Re: [squid-users] Ramdisks

From: Joe Cooper <joe@dont-contact.us>
Date: Fri, 23 Nov 2001 03:30:52 -0600

Henrik Nordstrom wrote:

> On Thursday 22 November 2001 01.04, Joe Cooper wrote:
>
>
>>Let me see if I get what you're pointing at by the term 'log structured':
>>
>>The log stores the meta-data and object location in a fixed position on
>>disk (pre-allocated large enough for the full cache_dir).
>>
>
> Not quite.
>
> log structured != fixed position on the drive.
>
> log structured == the storage space is viewed as an virtually infinite sized
> sequential log. Any changes to the filesystem is stored in the tail of the
> log. Active portions of this virtual log is then mapped to your actual
> storage media.

Ok. So you're talking along the same lines as COSS. I was picturing a
more traditional FS with a journal type log. I get it and agree
thoroughly (and I've read the long thread about it from about 1.5 years
back from your website).

 
>>Object blocks are pre striped onto the RAW disk (possibly allocated and
>>used in bigger than FS block-size stripes), or simply 'imagined' on the
>>disk by the Squid log system if we are still sitting atop a traditional
>>UFS.
>>
>
> Objects are packed into the log, which is striped out on the disk in suitable
> chunks when needed to make room for more objects in the pre-write buffer.

This is where I got confused. So the log is in memory, but in
'infinite' as far as the the interface is concerned...buffer pressure
flushes it in stripes as needed, and popularity can put an object back
into the head of the log.

> The main ideas for log structured filesystems was presented around 1987-1990.
> First as an approach on how to store a writeable filesystem on a write-once
> media, then as a viable approach in how to optimize a filesystem for writing.
>
> I did not know about "log structured filesystems" when I first presented the
> ideas here on squid-dev. It was someone here that showed me the light to this
> quite interesting but less known area of computing research.
>
> A quite good introduction to the subject is
> Beating the IO Bottleneck: A Case for Log-Structured File Systems,
> Ousterhout & Douglis
> Can be found at http://collective.cpoint.net/lfs/papers/lfs-case.ps.gz
>
> An quite extensive collection of papers on the subject can be found from the
> same Linux Log-Structured Filesystem project page
> <http://collective.cpoint.net/lfs/>, even if the project as such died long
> before becoming anything remotely useful... There is a couple of partly
> relevant papers not on his list, but all the major ones are there.

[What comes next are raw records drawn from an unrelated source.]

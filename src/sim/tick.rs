//! Session controller and per-tick update
//!
//! Advances one session by one scheduler tick. Shots are resolved against
//! the current entities before anything moves, then timers, spawning,
//! motion, escapes and wave progression run in a fixed order.

use glam::Vec2;
use rand::SeedableRng;
use rand_pcg::Pcg32;
use serde::{Deserialize, Serialize};

use super::motion::{ghost_visibility, is_target_off_screen, shrunk_size, speed_ramp, update_target};
use super::resolve::{apply_escape_penalty, end_session, resolve_shot, resolve_spread_shot};
use super::spawn::{create_boss_target, create_power_up, create_target};
use super::state::{
    ActivePowerUp, GameEvent, GameMode, HitEffect, Outcome, PlayerStats, PowerUp, PowerUpKind,
    SessionState, SessionStatus, Target,
};
use crate::consts::*;
use crate::gesture::GestureState;
use crate::levels::builtin_level;
use crate::{PlayerId, Screen};

/// Input commands for a single tick
#[derive(Debug, Clone, Copy, Default)]
pub struct TickInput {
    /// Interpreter output per player slot
    pub gestures: [GestureState; 2],
    /// Settings read this tick
    pub limited_ammo: bool,
    pub screen_shake: bool,
}

/// Serializable view of a session after a tick
#[derive(Debug, Clone, PartialEq, Serialize, Deserialize)]
pub struct SessionSnapshot {
    pub status: SessionStatus,
    pub score: i64,
    pub lives: i32,
    pub wave: u32,
    pub difficulty: f32,
    pub players: Vec<PlayerStats>,
    pub max_ammo: u32,
    /// 0-1 per player while reloading
    pub reload_progress: Vec<Option<f32>>,
    pub time_remaining: Option<f32>,
    pub targets: Vec<Target>,
    pub power_ups: Vec<PowerUp>,
    pub active_power_ups: Vec<ActivePowerUp>,
    pub hit_effects: Vec<HitEffect>,
    pub screen_shake: f32,
    pub frozen: bool,
    pub outcome: Option<Outcome>,
}

/// One game session: state, its seeded RNG and pending notifications
#[derive(Debug, Clone)]
pub struct Session {
    state: SessionState,
    rng: Pcg32,
    screen: Screen,
    events: Vec<GameEvent>,
}

impl Session {
    pub fn new(mode: GameMode, seed: u64, screen: Screen) -> Self {
        Self {
            state: SessionState::new(mode, seed),
            rng: Pcg32::seed_from_u64(seed),
            screen,
            events: Vec::new(),
        }
    }

    pub fn state(&self) -> &SessionState {
        &self.state
    }

    pub fn state_mut(&mut self) -> &mut SessionState {
        &mut self.state
    }

    pub fn status(&self) -> SessionStatus {
        self.state.status
    }

    pub fn mode(&self) -> &GameMode {
        &self.state.mode
    }

    pub fn set_screen(&mut self, screen: Screen) {
        self.screen = screen;
    }

    /// Idle -> Playing
    pub fn start(&mut self) {
        if self.state.status != SessionStatus::Idle {
            return;
        }
        self.restart();
    }

    pub fn pause(&mut self) {
        if self.state.status == SessionStatus::Playing {
            self.state.status = SessionStatus::Paused;
        }
    }

    pub fn resume(&mut self) {
        if self.state.status == SessionStatus::Paused {
            self.state.status = SessionStatus::Playing;
        }
    }

    /// Replay the same mode from scratch with the same seed
    pub fn retry(&mut self) {
        self.restart();
    }

    /// Move on after a completed level. Returns false when there is no next level.
    pub fn next_level(&mut self) -> bool {
        if self.state.status != SessionStatus::LevelComplete {
            return false;
        }
        let Some(next) = self.state.mode.level().and_then(|l| builtin_level(l.id + 1)) else {
            return false;
        };
        self.state.mode = GameMode::Level(next);
        self.restart();
        true
    }

    /// Leave the session from any state
    pub fn abandon(&mut self) {
        self.state.reset_entities();
        self.events.clear();
        log::info!("Session abandoned");
    }

    fn restart(&mut self) {
        self.state.reset_entities();
        self.state.status = SessionStatus::Playing;
        self.rng = Pcg32::seed_from_u64(self.state.seed);
        self.events.clear();
        match &self.state.mode {
            GameMode::Level(level) => log::info!("Level {} '{}' started", level.id, level.name),
            mode => log::info!("{mode:?} session started (seed {})", self.state.seed),
        }
    }

    /// Take the notifications produced since the last drain
    pub fn drain_events(&mut self) -> Vec<GameEvent> {
        std::mem::take(&mut self.events)
    }

    pub fn snapshot(&self, now_ms: f64) -> SessionSnapshot {
        let state = &self.state;
        let players = state.mode.players();
        SessionSnapshot {
            status: state.status,
            score: state.score,
            lives: state.lives,
            wave: state.wave,
            difficulty: state.difficulty,
            players: players.iter().map(|p| state.player(*p).clone()).collect(),
            max_ammo: state.max_ammo,
            reload_progress: players
                .iter()
                .map(|p| {
                    state.player(*p).reload_until.map(|until| {
                        (1.0 - (until - now_ms) / RELOAD_TIME_MS).clamp(0.0, 1.0) as f32
                    })
                })
                .collect(),
            time_remaining: state.time_remaining,
            targets: state.targets.clone(),
            power_ups: state.power_ups.clone(),
            active_power_ups: state.active_power_ups.clone(),
            hit_effects: state.hit_effects.clone(),
            screen_shake: state.screen_shake,
            frozen: state.is_frozen(now_ms),
            outcome: state.outcome,
        }
    }

    /// Advance the session by one scheduler tick
    pub fn tick(&mut self, input: &TickInput, delta_ms: f64, now_ms: f64) {
        if self.state.status != SessionStatus::Playing {
            return;
        }
        self.state.elapsed_ms += delta_ms;

        // Reloads
        for &player in self.state.mode.players() {
            let gesture = &input.gestures[player.index()];
            let max_ammo = self.state.max_ammo;
            let stats = self.state.player_mut(player);
            if let Some(until) = stats.reload_until {
                if now_ms >= until {
                    stats.ammo = max_ammo;
                    stats.reload_until = None;
                    self.events.push(GameEvent::ReloadFinished { player });
                }
            } else if input.limited_ammo && gesture.is_reloading && stats.ammo < max_ammo {
                stats.reload_until = Some(now_ms + RELOAD_TIME_MS);
                self.events.push(GameEvent::ReloadStarted { player });
            }
        }

        // Shots, in player order, before anything moves
        for &player in self.state.mode.players() {
            self.fire(player, &input.gestures[player.index()], input.limited_ammo, now_ms);
        }
        if !input.screen_shake {
            self.state.screen_shake = 0.0;
        }

        if self.state.is_frozen(now_ms) {
            return;
        }

        let scale = if self.state.has_power_up(PowerUpKind::SlowMo, None, now_ms) {
            SLOWMO_SCALE as f64
        } else {
            1.0
        };
        let scaled_delta = delta_ms * scale;
        self.state.game_time_ms += scaled_delta;

        self.update_clock(now_ms);
        if self.state.status != SessionStatus::Playing {
            return;
        }

        self.spawn(now_ms);
        self.move_targets(input, scaled_delta as f32, now_ms);
        if self.state.status != SessionStatus::Playing {
            return;
        }

        self.state.decay_shake();
        self.state.prune(now_ms);
        self.advance_wave();
    }

    fn fire(&mut self, player: PlayerId, gesture: &GestureState, limited_ammo: bool, now_ms: f64) {
        if !gesture.is_shooting || !gesture.is_gun_shape {
            return;
        }
        let Some(aim) = gesture.aim_position else {
            return;
        };
        let rapid_fire = self.state.has_power_up(PowerUpKind::RapidFire, Some(player), now_ms);
        let stats = self.state.player_mut(player);
        if limited_ammo && stats.is_reloading() {
            return;
        }
        if limited_ammo && !rapid_fire {
            if stats.ammo == 0 {
                self.events.push(GameEvent::DryFire { player });
                return;
            }
            stats.ammo -= 1;
        }
        stats.shots += 1;
        self.events.push(GameEvent::ShotFired { player });
        self.state.shake(SCREEN_SHAKE_MAX);

        if self.state.has_power_up(PowerUpKind::SpreadShot, Some(player), now_ms) {
            resolve_spread_shot(&mut self.state, player, aim, now_ms, &mut self.events);
        } else {
            resolve_shot(&mut self.state, player, aim, now_ms, &mut self.events);
        }
    }

    /// Level and versus clocks, plus the level boss
    fn update_clock(&mut self, now_ms: f64) {
        let elapsed_secs = (self.state.elapsed_ms / 1000.0) as f32;
        match &self.state.mode {
            GameMode::Level(level) => {
                let remaining = (level.duration_secs + self.state.bonus_time_secs - elapsed_secs).max(0.0);
                self.state.time_remaining = Some(remaining);
                if remaining <= 0.0 {
                    let outcome = if self.state.score >= level.pass_score {
                        Outcome::LevelComplete {
                            stars: level.stars(self.state.score),
                        }
                    } else {
                        Outcome::LevelFailed
                    };
                    end_session(&mut self.state, outcome, &mut self.events);
                    return;
                }

                if level.special_rules.has_boss
                    && !self.state.boss_spawned
                    && remaining < BOSS_SPAWN_REMAINING_SECS
                {
                    let id = self.state.next_entity_id();
                    self.state.targets.push(create_boss_target(id, self.screen, now_ms));
                    self.state.boss_spawned = true;
                    log::info!("Boss incoming with {remaining:.1}s left");
                    self.events.push(GameEvent::BossSpawned);
                }
            }
            GameMode::Versus { duration_secs } => {
                let remaining = (duration_secs - elapsed_secs).max(0.0);
                self.state.time_remaining = Some(remaining);
                if remaining <= 0.0 {
                    let [one, two] = [&self.state.players[0], &self.state.players[1]].map(|p| p.score);
                    let outcome = match one.cmp(&two) {
                        std::cmp::Ordering::Greater => Outcome::VersusWinner(PlayerId::One),
                        std::cmp::Ordering::Less => Outcome::VersusWinner(PlayerId::Two),
                        std::cmp::Ordering::Equal => Outcome::VersusDraw,
                    };
                    end_session(&mut self.state, outcome, &mut self.events);
                }
            }
            GameMode::Endless | GameMode::CoOp => {}
        }
    }

    /// Target and power-up spawners, on independent scaled-time timers
    fn spawn(&mut self, now_ms: f64) {
        let game_time = self.state.game_time_ms;
        let (interval, max_targets, difficulty) = match self.state.mode.level() {
            Some(level) => (level.spawn_interval_ms, level.max_targets, level.difficulty),
            None => (
                SPAWN_INTERVAL_MS / (1.0 + self.state.difficulty as f64 * 0.2),
                MAX_TARGETS,
                self.state.difficulty,
            ),
        };

        if game_time - self.state.last_target_spawn >= interval && self.state.targets.len() < max_targets {
            let id = self.state.next_entity_id();
            let target = create_target(
                &mut self.rng,
                id,
                self.screen,
                difficulty,
                self.state.mode.level(),
                now_ms,
            );
            self.state.targets.push(target);
            self.state.last_target_spawn = game_time;
        }

        let power_up_interval = self
            .state
            .mode
            .level()
            .and_then(|l| l.special_rules.power_up_frequency)
            .unwrap_or(POWERUP_SPAWN_INTERVAL_MS);
        if game_time - self.state.last_power_up_spawn >= power_up_interval
            && self.state.power_ups.len() < MAX_POWERUPS
        {
            let id = self.state.next_entity_id();
            let power_up = create_power_up(&mut self.rng, id, self.screen, now_ms);
            log::debug!("Power-up {:?} spawned", power_up.kind);
            self.state.power_ups.push(power_up);
            self.state.last_power_up_spawn = game_time;
        }
    }

    fn move_targets(&mut self, input: &TickInput, delta_ms: f32, now_ms: f64) {
        let rules = self.state.mode.level().map(|l| l.special_rules.clone()).unwrap_or_default();
        let ramp = match self.state.mode.level() {
            Some(level) if rules.speed_ramp && level.duration_secs > 0.0 => {
                speed_ramp((self.state.elapsed_ms / 1000.0) as f32 / level.duration_secs)
            }
            _ => 1.0,
        };
        let magnet = self.magnet_point(input, now_ms);
        let game_time = self.state.game_time_ms;

        let mut escaped = 0;
        let targets = std::mem::take(&mut self.state.targets);
        for target in targets {
            let mut moving = target.clone();
            moving.speed *= ramp;
            let mut moved = update_target(&moving, delta_ms, game_time, magnet, self.screen, &mut self.rng);
            // Ramp applies to this step only
            moved.speed = target.speed;

            let age = now_ms - target.spawn_time;
            if rules.shrinking_targets && !moved.is_boss {
                moved.size = shrunk_size(moved.base_size, age);
            }
            if rules.invisible_targets && !moved.is_boss {
                moved.visibility = ghost_visibility(age);
            }

            if is_target_off_screen(&moved, self.screen) {
                escaped += 1;
            } else {
                self.state.targets.push(moved);
            }
        }

        apply_escape_penalty(&mut self.state, escaped, now_ms, &mut self.events);
    }

    /// Aim of the first player holding a magnet
    fn magnet_point(&self, input: &TickInput, now_ms: f64) -> Option<Vec2> {
        self.state
            .mode
            .players()
            .iter()
            .filter(|p| self.state.has_power_up(PowerUpKind::Magnet, Some(**p), now_ms))
            .find_map(|p| input.gestures[p.index()].aim_position)
    }

    /// Endless waves: every WAVE_TARGET_COUNT kills raises the difficulty
    fn advance_wave(&mut self) {
        if !matches!(self.state.mode, GameMode::Endless | GameMode::CoOp) {
            return;
        }
        if self.state.kills_this_wave < WAVE_TARGET_COUNT {
            return;
        }
        self.state.kills_this_wave -= WAVE_TARGET_COUNT;
        self.state.wave += 1;
        self.state.difficulty = (self.state.wave as f32 * DIFFICULTY_INCREASE_RATE).min(MAX_DIFFICULTY);
        log::info!("Wave {} (difficulty {:.1})", self.state.wave, self.state.difficulty);
        self.events.push(GameEvent::WaveAdvanced { wave: self.state.wave });
    }
}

Will read. Having only read journalling filesystem research (and
assuming log ~= journal) I wasn't aware this type of FS was well
researched (I know about the similar object store in INND, but haven't
studied it in detail either).

>>Anyway, pretty cool. To be honest, though, at this point I think the
>>CPU usage problem is one of the biggest that Squid faces. When we can
>>get 80-100 reqs/sec from a single IDE disk (dependent on workload), and
>>only 130 from two, and only 150 from three or four or five--even though
>>they each have a dedicated bus...the law of diminishing returns is
>>getting pretty ugly and it really hurts scalability. Of course, CPU
>>could be saved somewhat by reducing disk overhead.
>>
>
> Yes, I know, and is why I am also tinkering with the eventio model, and
> trying to find how one can make a caching proxy SMP scaleable.
>
> eventio allows for experimenting with efficient networking designs.
>
> the filesystem design including metadata makes it easier for SMP systems with
> multiple writers to manage a shared cache.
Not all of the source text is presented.